🖼️ Module 3: Stable Diffusion — Architecture, Workflow, and Ecosystem
3.1 What is Stable Diffusion?
Stable Diffusion is a latent diffusion model developed by Stability AI in collaboration with researchers from LMU Munich and Runway ML. Unlike models such as DALL·E 2 or Imagen, which operate directly in pixel space, Stable Diffusion works in a compressed latent space, drastically reducing computational requirements without sacrificing visual quality.
The key lies in using a Variational Autoencoder (VAE):
- The VAE encoder compresses an image ( x ) into a lower-dimensional latent space ( z = \mathcal{E}(x) ).
- The decoder reconstructs the image from the latent: ( \hat{x} = \mathcal{D}(z) ).
The diffusion process is applied not to pixels, but to this latent space ( z ).
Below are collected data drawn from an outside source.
//! Storage boundary for saved courses.
//!
//! The lifecycle manager depends on this capability trait only; the
//! `(user_id, course_id)` uniqueness guarantee lives in the implementation
//! (a unique index for sqlite, a key scan for the in-memory store) and is the
//! sole coordination mechanism for concurrent toggles.

pub mod memory;

use async_trait::async_trait;

use crate::error::AppError;
use crate::models::SavedCourse;

#[async_trait]
pub trait BookmarkStore: Send + Sync {
    async fn find_by_key(
        &self,
        user_id: i64,
        course_id: i64,
    ) -> Result<Option<SavedCourse>, AppError>;

    /// Fails with [`AppError::Conflict`] when the natural key already exists.
    async fn insert(
        &self,
        user_id: i64,
        course_id: i64,
        notes: Option<String>,
    ) -> Result<SavedCourse, AppError>;

    /// Full replace of `notes`. Fails with [`AppError::NotFound`] when no row
    /// with that id exists.
    async fn update_notes(&self, id: i64, notes: Option<String>) -> Result<SavedCourse, AppError>;

    /// Returns true when a row was deleted.
    async fn delete_by_key(&self, user_id: i64, course_id: i64) -> Result<bool, AppError>;

    async fn delete_by_id(&self, id: i64) -> Result<bool, AppError>;

    /// All rows for the user, creation time ascending.
    async fn list_by_user(&self, user_id: i64) -> Result<Vec<SavedCourse>, AppError>;
}
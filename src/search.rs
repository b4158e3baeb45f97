//! Substring course matching over a canonical catalog.
//!
//! Matching is deliberately simple: case-folded substring, OR across fields,
//! catalog order preserved. Callers that need an index can build one in front
//! of this without changing the contract.

use crate::models::Course;

/// Return the courses matching `query`, in catalog order.
///
/// An empty or whitespace-only query returns the whole catalog unchanged.
/// A course matches when the folded query appears in its name, description,
/// university name, faculty name, or any specialisation label.
pub fn search_catalog(catalog: &[Course], query: &str) -> Vec<Course> {
    let term = query.trim().to_lowercase();
    if term.is_empty() {
        return catalog.to_vec();
    }

    catalog
        .iter()
        .filter(|course| matches_course(course, &term))
        .cloned()
        .collect()
}

fn matches_course(course: &Course, folded_term: &str) -> bool {
    contains_folded(&course.name, folded_term)
        || contains_folded(&course.description, folded_term)
        || contains_folded(&course.university.name, folded_term)
        || course
            .faculty
            .as_ref()
            .is_some_and(|f| contains_folded(&f.name, folded_term))
        || course
            .specialisations
            .iter()
            .any(|s| contains_folded(s, folded_term))
}

fn contains_folded(haystack: &str, folded_term: &str) -> bool {
    haystack.to_lowercase().contains(folded_term)
}

#[cfg(test)]
mod tests {
    use super::*;
    use crate::models::{Faculty, University, UniversityType};

    fn course(id: i64, name: &str, description: &str, specialisations: &[&str]) -> Course {
        Course {
            id,
            name: name.to_string(),
            description: description.to_string(),
            university: University {
                id,
                name: format!("University {}", id),
                kind: UniversityType::Government,
            },
            faculty: Some(Faculty {
                id,
                name: format!("Faculty {}", id),
            }),
            specialisations: specialisations.iter().map(|s| s.to_string()).collect(),
            course_code: None,
            course_url: None,
            duration_months: None,
            study_mode: None,
            course_type: None,
            fee_type: None,
            fee_amount: None,
        }
    }

    fn sample_catalog() -> Vec<Course> {
        vec![
            course(1, "Computer Science", "Programming and algorithms", &["Data Science"]),
            course(2, "Business Administration", "Modern business practices", &["Finance"]),
            course(3, "Medicine", "Bachelor of Medicine and Surgery", &[]),
        ]
    }

    #[test]
    fn empty_query_returns_catalog_in_order() {
        let catalog = sample_catalog();
        assert_eq!(search_catalog(&catalog, ""), catalog);
        assert_eq!(search_catalog(&catalog, "   "), catalog);
    }

    #[test]
    fn matches_are_case_insensitive() {
        let catalog = sample_catalog();
        let hits = search_catalog(&catalog, "BUSINESS");
        assert_eq!(hits.len(), 1);
        assert_eq!(hits[0].id, 2);
    }

    #[test]
    fn no_match_returns_empty() {
        let catalog = sample_catalog();
        assert!(search_catalog(&catalog, "engineering").is_empty());
    }

    #[test]
    fn any_field_can_match() {
        let catalog = sample_catalog();
        // description
        assert_eq!(search_catalog(&catalog, "algorithms")[0].id, 1);
        // university name
        assert_eq!(search_catalog(&catalog, "university 3")[0].id, 3);
        // faculty name
        assert_eq!(search_catalog(&catalog, "faculty 2")[0].id, 2);
        // specialisation
        assert_eq!(search_catalog(&catalog, "finance")[0].id, 2);
    }

    #[test]
    fn result_order_follows_catalog_order() {
        let catalog = sample_catalog();
        // "medicine" hits both the name of id 3 and nothing else; "a" hits all.
        let hits = search_catalog(&catalog, "a");
        let ids: Vec<i64> = hits.iter().map(|c| c.id).collect();
        assert_eq!(ids, vec![1, 2, 3]);
    }

    #[test]
    fn inputs_are_not_mutated() {
        let catalog = sample_catalog();
        let before = catalog.clone();
        let _ = search_catalog(&catalog, "medicine");
        assert_eq!(catalog, before);
    }
}
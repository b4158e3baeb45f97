use std::env;

use tracing::warn;

use crate::catalog::dto::{RawCourseRecord, RawFaculty, RawUniversity};
use crate::error::{AppError, NormalizeReason};
use crate::models::{Course, Faculty, University, UniversityType};

/// What to do when a source supplies a university as a bare name string with
/// no identity attached.
#[derive(Debug, Clone, Copy, PartialEq, Eq)]
pub enum UniversityFallback {
    /// Reject the record. Default: a bare name carries no identity and
    /// guessing one would leak past the normalizer.
    Strict,
    /// Synthesize `{id: -1, name, type: <default>}`.
    Placeholder,
}

#[derive(Debug, Clone)]
pub struct NormalizeOptions {
    pub university_fallback: UniversityFallback,
    pub default_university_type: UniversityType,
}

impl Default for NormalizeOptions {
    fn default() -> Self {
        Self {
            university_fallback: UniversityFallback::Strict,
            default_university_type: UniversityType::Government,
        }
    }
}

impl NormalizeOptions {
    pub fn new_from_env() -> Self {
        let university_fallback = match env::var("CATALOG_UNIVERSITY_FALLBACK").as_deref() {
            Ok("placeholder") => UniversityFallback::Placeholder,
            _ => UniversityFallback::Strict,
        };
        let default_university_type = match env::var("CATALOG_DEFAULT_UNIVERSITY_TYPE").as_deref() {
            Ok("private") => UniversityType::Private,
            Ok("semi_government") => UniversityType::SemiGovernment,
            _ => UniversityType::Government,
        };
        Self {
            university_fallback,
            default_university_type,
        }
    }
}

/// Reconcile one raw record into the canonical course shape.
///
/// Pure and deterministic; normalizing an already-canonical record returns it
/// unchanged. Fails only on missing identity (`id`, `name`, `description`,
/// `university`); everything else degrades to an absent field with a warning.
pub fn normalize(raw: RawCourseRecord, options: &NormalizeOptions) -> Result<Course, AppError> {
    let id = raw.id.ok_or(AppError::Normalization {
        reason: NormalizeReason::MissingRequiredField,
        field: "id",
    })?;
    let name = required_text(raw.name, "name")?;
    let description = required_text(raw.description, "description")?;

    let university = match raw.university {
        Some(RawUniversity::Full { id, name, kind }) => University { id, name, kind },
        Some(RawUniversity::Partial { id, name }) => University {
            id,
            name,
            kind: options.default_university_type,
        },
        Some(RawUniversity::Name(name)) => match options.university_fallback {
            UniversityFallback::Placeholder => University {
                id: -1,
                name,
                kind: options.default_university_type,
            },
            UniversityFallback::Strict => {
                return Err(AppError::Normalization {
                    reason: NormalizeReason::UnknownUniversity,
                    field: "university",
                });
            }
        },
        None => {
            return Err(AppError::Normalization {
                reason: NormalizeReason::MissingRequiredField,
                field: "university",
            });
        }
    };

    let faculty = raw.faculty.map(|f| match f {
        RawFaculty::Full { id, name } => Faculty { id, name },
        RawFaculty::Name(name) => Faculty { id: -1, name },
    });

    // durationMonths wins over the human string when both are present.
    let duration_months = match raw.duration_months {
        Some(m) if m >= 0 => Some(m as u32),
        Some(m) => {
            warn!("course {}: negative durationMonths {}, dropping", id, m);
            None
        }
        None => raw.duration.as_deref().and_then(|text| {
            let parsed = parse_duration_months(text);
            if parsed.is_none() {
                warn!("course {}: unparsable duration '{}', dropping", id, text);
            }
            parsed
        }),
    };

    let fee_amount = match raw.fee_amount {
        Some(a) if a < 0.0 => {
            warn!("course {}: negative feeAmount {}, dropping", id, a);
            None
        }
        other => other,
    };

    Ok(Course {
        id,
        name,
        description,
        university,
        faculty,
        specialisations: raw.specialisations,
        course_code: raw.course_code,
        course_url: raw.course_url.or(raw.url),
        duration_months,
        study_mode: raw.study_mode,
        course_type: raw.course_type,
        fee_type: raw.fee_type,
        fee_amount,
    })
}

/// Normalize a fetched batch, skipping records that fail reconciliation.
/// One malformed record never poisons a whole catalog fetch.
pub fn normalize_catalog(raws: Vec<RawCourseRecord>, options: &NormalizeOptions) -> Vec<Course> {
    let mut courses = Vec::with_capacity(raws.len());
    for raw in raws {
        match normalize(raw, options) {
            Ok(course) => courses.push(course),
            Err(e) => {
                warn!("skipping catalog record: {}", e);
            }
        }
    }
    courses
}

fn required_text(value: Option<String>, field: &'static str) -> Result<String, AppError> {
    match value {
        Some(s) if !s.trim().is_empty() => Ok(s),
        _ => Err(AppError::Normalization {
            reason: NormalizeReason::MissingRequiredField,
            field,
        }),
    }
}

/// Parse a human duration of the form "<N> year(s)" into months.
fn parse_duration_months(text: &str) -> Option<u32> {
    let lowered = text.trim().to_ascii_lowercase();
    let count = lowered
        .strip_suffix("years")
        .or_else(|| lowered.strip_suffix("year"))?;
    let years = count.trim().parse::<u32>().ok()?;
    Some(years * 12)
}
This allows the U-Net to operate on much smaller tensors (e.g., 64x64 instead of 512x512), greatly accelerating both training and inference.
3.2 Key Components of the Architecture
➤ Latent Diffusion Model (LDM)
- Latent space: 4x smaller in each spatial dimension (factor 8 total).
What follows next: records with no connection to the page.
use async_trait::async_trait;
use chrono::Utc;
use sqlx::SqlitePool;

use crate::bookmarks::BookmarkStore;
use crate::error::AppError;
use crate::models::SavedCourse;

pub async fn find_saved_by_key(
    db: &SqlitePool,
    user_id: i64,
    course_id: i64,
) -> Result<Option<SavedCourse>, sqlx::Error> {
    sqlx::query_as::<_, SavedCourse>(
        "SELECT id, user_id, course_id, notes, created_at FROM saved_courses WHERE user_id = ? AND course_id = ?"
    )
    .bind(user_id)
    .bind(course_id)
    .fetch_optional(db)
    .await
}

pub async fn find_saved_by_id(
    db: &SqlitePool,
    id: i64,
) -> Result<Option<SavedCourse>, sqlx::Error> {
    sqlx::query_as::<_, SavedCourse>(
        "SELECT id, user_id, course_id, notes, created_at FROM saved_courses WHERE id = ?",
    )
    .bind(id)
    .fetch_optional(db)
    .await
}

pub async fn insert_saved(
    db: &SqlitePool,
    user_id: i64,
    course_id: i64,
    notes: Option<String>,
) -> Result<SavedCourse, sqlx::Error> {
    let now = Utc::now().to_rfc3339();

    let result = sqlx::query(
        "INSERT INTO saved_courses (user_id, course_id, notes, created_at) VALUES (?, ?, ?, ?)",
    )
    .bind(user_id)
    .bind(course_id)
    .bind(&notes)
    .bind(&now)
    .execute(db)
    .await?;

    Ok(SavedCourse {
        id: result.last_insert_rowid(),
        user_id,
        course_id,
        notes,
        created_at: now,
    })
}

pub async fn update_saved_notes(
    db: &SqlitePool,
    id: i64,
    notes: Option<String>,
) -> Result<Option<SavedCourse>, sqlx::Error> {
    let mut current = match find_saved_by_id(db, id).await? {
        Some(row) => row,
        None => return Ok(None),
    };

    sqlx::query("UPDATE saved_courses SET notes = ? WHERE id = ?")
        .bind(&notes)
        .bind(id)
        .execute(db)
        .await?;

    current.notes = notes;
    Ok(Some(current))
}

pub async fn delete_saved_by_key(
    db: &SqlitePool,
    user_id: i64,
    course_id: i64,
) -> Result<bool, sqlx::Error> {
    let result = sqlx::query("DELETE FROM saved_courses WHERE user_id = ? AND course_id = ?")
        .bind(user_id)
        .bind(course_id)
        .execute(db)
        .await?;

    Ok(result.rows_affected() > 0)
}

pub async fn delete_saved_by_id(db: &SqlitePool, id: i64) -> Result<bool, sqlx::Error> {
    let result = sqlx::query("DELETE FROM saved_courses WHERE id = ?")
        .bind(id)
        .execute(db)
        .await?;

    Ok(result.rows_affected() > 0)
}

pub async fn fetch_saved_for_user(
    db: &SqlitePool,
    user_id: i64,
) -> Result<Vec<SavedCourse>, sqlx::Error> {
    sqlx::query_as::<_, SavedCourse>(
        "SELECT id, user_id, course_id, notes, created_at FROM saved_courses WHERE user_id = ? ORDER BY created_at ASC, id ASC"
    )
    .bind(user_id)
    .fetch_all(db)
    .await
}

fn is_unique_violation(e: &sqlx::Error) -> bool {
    match e {
        sqlx::Error::Database(db_err) => {
            matches!(db_err.kind(), sqlx::error::ErrorKind::UniqueViolation)
        }
        _ => false,
    }
}

/// An unreachable pool is a transient adapter failure the caller may retry;
/// everything else stays an opaque database error.
fn map_store_error(e: sqlx::Error) -> AppError {
    match e {
        sqlx::Error::PoolTimedOut | sqlx::Error::PoolClosed | sqlx::Error::Io(_) => {
            AppError::AdapterUnavailable(e.to_string())
        }
        other => AppError::Database(other),
    }
}

/// [`BookmarkStore`] backed by the saved_courses table. The unique index on
/// `(user_id, course_id)` enforces the one-row-per-key invariant.
pub struct SqliteBookmarkStore {
    db: SqlitePool,
}

impl SqliteBookmarkStore {
    pub fn new(db: SqlitePool) -> Self {
        Self { db }
    }
}

#[async_trait]
impl BookmarkStore for SqliteBookmarkStore {
    async fn find_by_key(
        &self,
        user_id: i64,
        course_id: i64,
    ) -> Result<Option<SavedCourse>, AppError> {
        find_saved_by_key(&self.db, user_id, course_id)
            .await
            .map_err(map_store_error)
    }

    async fn insert(
        &self,
        user_id: i64,
        course_id: i64,
        notes: Option<String>,
    ) -> Result<SavedCourse, AppError> {
        insert_saved(&self.db, user_id, course_id, notes)
            .await
            .map_err(|e| {
                if is_unique_violation(&e) {
                    AppError::Conflict(format!(
                        "course {} already saved for user {}",
                        course_id, user_id
                    ))
                } else {
                    map_store_error(e)
                }
            })
    }

    async fn update_notes(&self, id: i64, notes: Option<String>) -> Result<SavedCourse, AppError> {
        update_saved_notes(&self.db, id, notes)
            .await
            .map_err(map_store_error)?
            .ok_or(AppError::NotFound)
    }

    async fn delete_by_key(&self, user_id: i64, course_id: i64) -> Result<bool, AppError> {
        delete_saved_by_key(&self.db, user_id, course_id)
            .await
            .map_err(map_store_error)
    }

    async fn delete_by_id(&self, id: i64) -> Result<bool, AppError> {
        delete_saved_by_id(&self.db, id)
            .await
            .map_err(map_store_error)
    }

    async fn list_by_user(&self, user_id: i64) -> Result<Vec<SavedCourse>, AppError> {
        fetch_saved_for_user(&self.db, user_id)
            .await
            .map_err(map_store_error)
    }
}

#[cfg(test)]
mod tests {
    use super::*;

    async fn setup_test_db() -> SqlitePool {
        // One connection only: every pooled connection to sqlite::memory:
        // gets its own database.
        let pool = sqlx::sqlite::SqlitePoolOptions::new()
            .max_connections(1)
            .connect("sqlite::memory:")
            .await
            .expect("Failed to create test db");

        sqlx::query(
            r#"
            CREATE TABLE saved_courses (
                id INTEGER PRIMARY KEY AUTOINCREMENT,
                user_id INTEGER NOT NULL,
                course_id INTEGER NOT NULL,
                notes TEXT,
                created_at TEXT NOT NULL
            )
            "#,
        )
        .execute(&pool)
        .await
        .expect("Failed to create saved_courses table");

        sqlx::query(
            "CREATE UNIQUE INDEX idx_saved_courses_user_course ON saved_courses(user_id, course_id)",
        )
        .execute(&pool)
        .await
        .expect("Failed to create unique index");

        pool
    }

    #[tokio::test]
    async fn test_insert_and_find_by_key() {
        let pool = setup_test_db().await;

        let row = insert_saved(&pool, 7, 1, Some("check deadline".to_string()))
            .await
            .expect("Failed to insert saved course");
        assert!(row.id > 0);
        assert_eq!(row.user_id, 7);
        assert_eq!(row.course_id, 1);

        let found = find_saved_by_key(&pool, 7, 1)
            .await
            .expect("Failed to look up saved course")
            .expect("Row should exist");
        assert_eq!(found, row);

        assert!(find_saved_by_key(&pool, 7, 2).await.unwrap().is_none());
    }

    #[tokio::test]
    async fn test_duplicate_key_is_a_unique_violation() {
        let pool = setup_test_db().await;

        insert_saved(&pool, 7, 1, None).await.expect("first insert");
        let err = insert_saved(&pool, 7, 1, None)
            .await
            .expect_err("second insert must fail");
        assert!(is_unique_violation(&err));

        // Same course for another user is fine.
        insert_saved(&pool, 8, 1, None).await.expect("other user");
    }

    #[tokio::test]
    async fn test_update_notes_full_replace() {
        let pool = setup_test_db().await;

        let row = insert_saved(&pool, 7, 1, Some("old".to_string()))
            .await
            .unwrap();

        let updated = update_saved_notes(&pool, row.id, Some("new".to_string()))
            .await
            .unwrap()
            .expect("row exists");
        assert_eq!(updated.notes.as_deref(), Some("new"));

        let cleared = update_saved_notes(&pool, row.id, None).await.unwrap().unwrap();
        assert_eq!(cleared.notes, None);

        assert!(update_saved_notes(&pool, 9999, None).await.unwrap().is_none());
    }

    #[tokio::test]
    async fn test_delete_by_key_and_id() {
        let pool = setup_test_db().await;

        let row = insert_saved(&pool, 7, 1, None).await.unwrap();
        assert!(delete_saved_by_id(&pool, row.id).await.unwrap());
        assert!(!delete_saved_by_id(&pool, row.id).await.unwrap());

        let row = insert_saved(&pool, 7, 1, None).await.unwrap();
        assert!(delete_saved_by_key(&pool, 7, 1).await.unwrap());
        assert!(!delete_saved_by_key(&pool, 7, 1).await.unwrap());
        assert!(find_saved_by_id(&pool, row.id).await.unwrap().is_none());
    }

    #[tokio::test]
    async fn test_list_for_user_in_creation_order() {
        let pool = setup_test_db().await;

        let first = insert_saved(&pool, 7, 3, None).await.unwrap();
        let second = insert_saved(&pool, 7, 1, None).await.unwrap();
        insert_saved(&pool, 8, 2, None).await.unwrap();

        let rows = fetch_saved_for_user(&pool, 7).await.unwrap();
        let ids: Vec<i64> = rows.iter().map(|r| r.id).collect();
        assert_eq!(ids, vec![first.id, second.id]);
    }
}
- U-Net: Convolutional neural network with residual blocks and cross-attention, predicting noise in latent space.
- Text Encoder: CLIP (or T5 in recent versions) model converting prompt into embeddings.
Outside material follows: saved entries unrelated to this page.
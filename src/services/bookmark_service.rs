use std::collections::HashMap;
use std::sync::Arc;

use serde::Serialize;
use tracing::info;

use crate::bookmarks::BookmarkStore;
use crate::catalog::{CatalogSource, NormalizeOptions, normalize_catalog};
use crate::error::AppError;
use crate::models::{Course, SavedCourse, SavedCourseDetails};

/// Lifecycle manager for saved courses.
///
/// Per `(user_id, course_id)` key the state machine is
/// `ABSENT -> BOOKMARKED -> ABSENT`; a notes update is a self-transition on
/// `BOOKMARKED`. The manager takes no locks: concurrent toggles on the same
/// key are serialized by the store's natural-key uniqueness, and an insert
/// conflict is read back instead of surfaced.
pub struct BookmarkService {
    store: Arc<dyn BookmarkStore>,
    catalog: Arc<dyn CatalogSource>,
    options: NormalizeOptions,
}

#[derive(Debug, Serialize)]
#[serde(rename_all = "camelCase")]
pub struct ToggleOutcome {
    pub bookmarked: bool,
    #[serde(skip_serializing_if = "Option::is_none")]
    pub id: Option<i64>,
}

#[derive(Debug, Clone, Serialize)]
#[serde(rename_all = "camelCase")]
pub struct BookmarkStatus {
    pub is_bookmarked: bool,
    #[serde(skip_serializing_if = "Option::is_none")]
    pub id: Option<i64>,
}

impl BookmarkService {
    pub fn new(
        store: Arc<dyn BookmarkStore>,
        catalog: Arc<dyn CatalogSource>,
        options: NormalizeOptions,
    ) -> Self {
        Self {
            store,
            catalog,
            options,
        }
    }

    /// Save the course when it is not saved, unsave it when it is.
    pub async fn toggle(&self, user_id: i64, course_id: i64) -> Result<ToggleOutcome, AppError> {
        if self.store.find_by_key(user_id, course_id).await?.is_some() {
            self.store.delete_by_key(user_id, course_id).await?;
            info!("user {} unsaved course {}", user_id, course_id);
            return Ok(ToggleOutcome {
                bookmarked: false,
                id: None,
            });
        }

        match self.store.insert(user_id, course_id, None).await {
            Ok(row) => {
                info!("user {} saved course {}", user_id, course_id);
                Ok(ToggleOutcome {
                    bookmarked: true,
                    id: Some(row.id),
                })
            }
            Err(AppError::Conflict(_)) => {
                // A concurrent toggle created the row between our read and
                // insert. The surviving row wins; report it instead of the
                // storage conflict.
                match self.store.find_by_key(user_id, course_id).await? {
                    Some(row) => Ok(ToggleOutcome {
                        bookmarked: true,
                        id: Some(row.id),
                    }),
                    None => {
                        let row = self.store.insert(user_id, course_id, None).await?;
                        Ok(ToggleOutcome {
                            bookmarked: true,
                            id: Some(row.id),
                        })
                    }
                }
            }
            Err(e) => Err(e),
        }
    }

    /// Pure lookup, no side effects.
    pub async fn check_status(
        &self,
        user_id: i64,
        course_id: i64,
    ) -> Result<BookmarkStatus, AppError> {
        let row = self.store.find_by_key(user_id, course_id).await?;
        Ok(BookmarkStatus {
            is_bookmarked: row.is_some(),
            id: row.map(|r| r.id),
        })
    }

    /// Full replace of the notes on an existing bookmark.
    pub async fn update_notes(
        &self,
        bookmark_id: i64,
        notes: Option<String>,
    ) -> Result<SavedCourse, AppError> {
        self.store.update_notes(bookmark_id, notes).await
    }

    /// Remove by id. A stale id is reported as [`AppError::NotFound`] rather
    /// than swallowed, so callers can tell "already gone" from "just removed".
    pub async fn remove(&self, bookmark_id: i64) -> Result<(), AppError> {
        if self.store.delete_by_id(bookmark_id).await? {
            Ok(())
        } else {
            Err(AppError::NotFound)
        }
    }

    /// Saved courses in creation order, joined with catalog detail.
    pub async fn list_for_user(&self, user_id: i64) -> Result<Vec<SavedCourseDetails>, AppError> {
        let rows = self.store.list_by_user(user_id).await?;
        if rows.is_empty() {
            return Ok(Vec::new());
        }

        let raws = self.catalog.fetch_courses().await?;
        let by_id: HashMap<i64, Course> = normalize_catalog(raws, &self.options)
            .into_iter()
            .map(|c| (c.id, c))
            .collect();

        Ok(rows
            .into_iter()
            .map(|saved| {
                let course = by_id.get(&saved.course_id).cloned();
                SavedCourseDetails { saved, course }
            })
            .collect())
    }
}

#[cfg(test)]
mod tests {
    use super::*;
    use crate::bookmarks::memory::MemoryBookmarkStore;
    use crate::catalog::StaticCatalogSource;
    use async_trait::async_trait;

    fn service_with(store: Arc<dyn BookmarkStore>) -> BookmarkService {
        BookmarkService::new(
            store,
            Arc::new(StaticCatalogSource::seeded()),
            NormalizeOptions::default(),
        )
    }

    #[tokio::test]
    async fn toggle_flips_between_saved_and_unsaved() {
        let service = service_with(Arc::new(MemoryBookmarkStore::new()));

        let first = service.toggle(7, 1).await.unwrap();
        assert!(first.bookmarked);
        let first_id = first.id.expect("saving returns the new id");

        let second = service.toggle(7, 1).await.unwrap();
        assert!(!second.bookmarked);
        assert_eq!(second.id, None);

        // Saving again creates a fresh row; the old id is gone for good.
        let third = service.toggle(7, 1).await.unwrap();
        assert!(third.bookmarked);
        assert_ne!(third.id.unwrap(), first_id);
    }

    #[tokio::test]
    async fn at_most_one_row_per_key_after_any_toggle_sequence() {
        let store = Arc::new(MemoryBookmarkStore::new());
        let service = service_with(store.clone());

        for _ in 0..5 {
            service.toggle(7, 1).await.unwrap();
            let rows = store.list_by_user(7).await.unwrap();
            assert!(rows.iter().filter(|r| r.course_id == 1).count() <= 1);
        }
    }

    #[tokio::test]
    async fn check_status_reflects_toggle() {
        let service = service_with(Arc::new(MemoryBookmarkStore::new()));

        let status = service.check_status(7, 1).await.unwrap();
        assert!(!status.is_bookmarked);
        assert_eq!(status.id, None);

        let saved = service.toggle(7, 1).await.unwrap();
        let status = service.check_status(7, 1).await.unwrap();
        assert!(status.is_bookmarked);
        assert_eq!(status.id, saved.id);
    }

    #[tokio::test]
    async fn update_notes_on_removed_bookmark_is_not_found() {
        let service = service_with(Arc::new(MemoryBookmarkStore::new()));

        let saved = service.toggle(7, 1).await.unwrap();
        let id = saved.id.unwrap();

        let updated = service
            .update_notes(id, Some("check deadline".to_string()))
            .await
            .unwrap();
        assert_eq!(updated.notes.as_deref(), Some("check deadline"));

        service.remove(id).await.unwrap();
        let err = service.update_notes(id, None).await.unwrap_err();
        assert!(matches!(err, AppError::NotFound));
    }

    #[tokio::test]
    async fn remove_of_stale_id_is_not_found() {
        let service = service_with(Arc::new(MemoryBookmarkStore::new()));

        let saved = service.toggle(7, 1).await.unwrap();
        let id = saved.id.unwrap();
        service.remove(id).await.unwrap();

        let err = service.remove(id).await.unwrap_err();
        assert!(matches!(err, AppError::NotFound));
    }

    #[tokio::test]
    async fn list_joins_catalog_detail_in_creation_order() {
        let service = service_with(Arc::new(MemoryBookmarkStore::new()));

        service.toggle(7, 2).await.unwrap();
        service.toggle(7, 1).await.unwrap();
        // Course 999 is not in the seed catalog.
        service.toggle(7, 999).await.unwrap();

        let listed = service.list_for_user(7).await.unwrap();
        let course_ids: Vec<i64> = listed.iter().map(|d| d.saved.course_id).collect();
        assert_eq!(course_ids, vec![2, 1, 999]);

        assert_eq!(
            listed[0].course.as_ref().map(|c| c.name.as_str()),
            Some("Business Administration")
        );
        assert!(listed[2].course.is_none());
    }

    /// Store double that simulates losing the insert race: the insert fails
    /// with a conflict while the competing row lands in the backing store.
    struct RacingStore {
        inner: MemoryBookmarkStore,
    }

    #[async_trait]
    impl BookmarkStore for RacingStore {
        async fn find_by_key(
            &self,
            user_id: i64,
            course_id: i64,
        ) -> Result<Option<SavedCourse>, AppError> {
            self.inner.find_by_key(user_id, course_id).await
        }

        async fn insert(
            &self,
            user_id: i64,
            course_id: i64,
            _notes: Option<String>,
        ) -> Result<SavedCourse, AppError> {
            self.inner.insert(user_id, course_id, None).await?;
            Err(AppError::Conflict("lost the race".to_string()))
        }

        async fn update_notes(
            &self,
            id: i64,
            notes: Option<String>,
        ) -> Result<SavedCourse, AppError> {
            self.inner.update_notes(id, notes).await
        }

        async fn delete_by_key(&self, user_id: i64, course_id: i64) -> Result<bool, AppError> {
            self.inner.delete_by_key(user_id, course_id).await
        }

        async fn delete_by_id(&self, id: i64) -> Result<bool, AppError> {
            self.inner.delete_by_id(id).await
        }

        async fn list_by_user(&self, user_id: i64) -> Result<Vec<SavedCourse>, AppError> {
            self.inner.list_by_user(user_id).await
        }
    }

    #[tokio::test]
    async fn toggle_absorbs_insert_conflict_and_reports_surviving_row() {
        let store = Arc::new(RacingStore {
            inner: MemoryBookmarkStore::new(),
        });
        let service = service_with(store.clone());

        let outcome = service.toggle(7, 1).await.unwrap();
        assert!(outcome.bookmarked);

        let surviving = store.find_by_key(7, 1).await.unwrap().unwrap();
        assert_eq!(outcome.id, Some(surviving.id));
    }
}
- Scheduler: Defines noise dynamics (DDPM, DDIM, Euler, etc.) and controls inference steps.
➤ Cross-Attention: The Bridge Between Text and Image
Within the U-Net, cross-attention blocks allow visual latent features to interact with text embeddings. At each layer, keys and values come from text, while queries come from the visual latent. This enables the model to “attend” to relevant prompt words while reconstructing the image.
3.3 Stable Diffusion Generation Workflow
- Prompt tokenization: Text is split into tokens and passed through the text encoder.
- Initial latent sampling: A Gaussian noise tensor is generated in latent space.
- Denoising iteration: Over ( T ) steps (typically 20-50), the U-Net predicts residual noise, and the scheduler updates the latent.
- Decoding: The final latent is passed through the VAE decoder to obtain the pixel image.
- Post-processing (optional): Upscaling, color correction, artifact removal.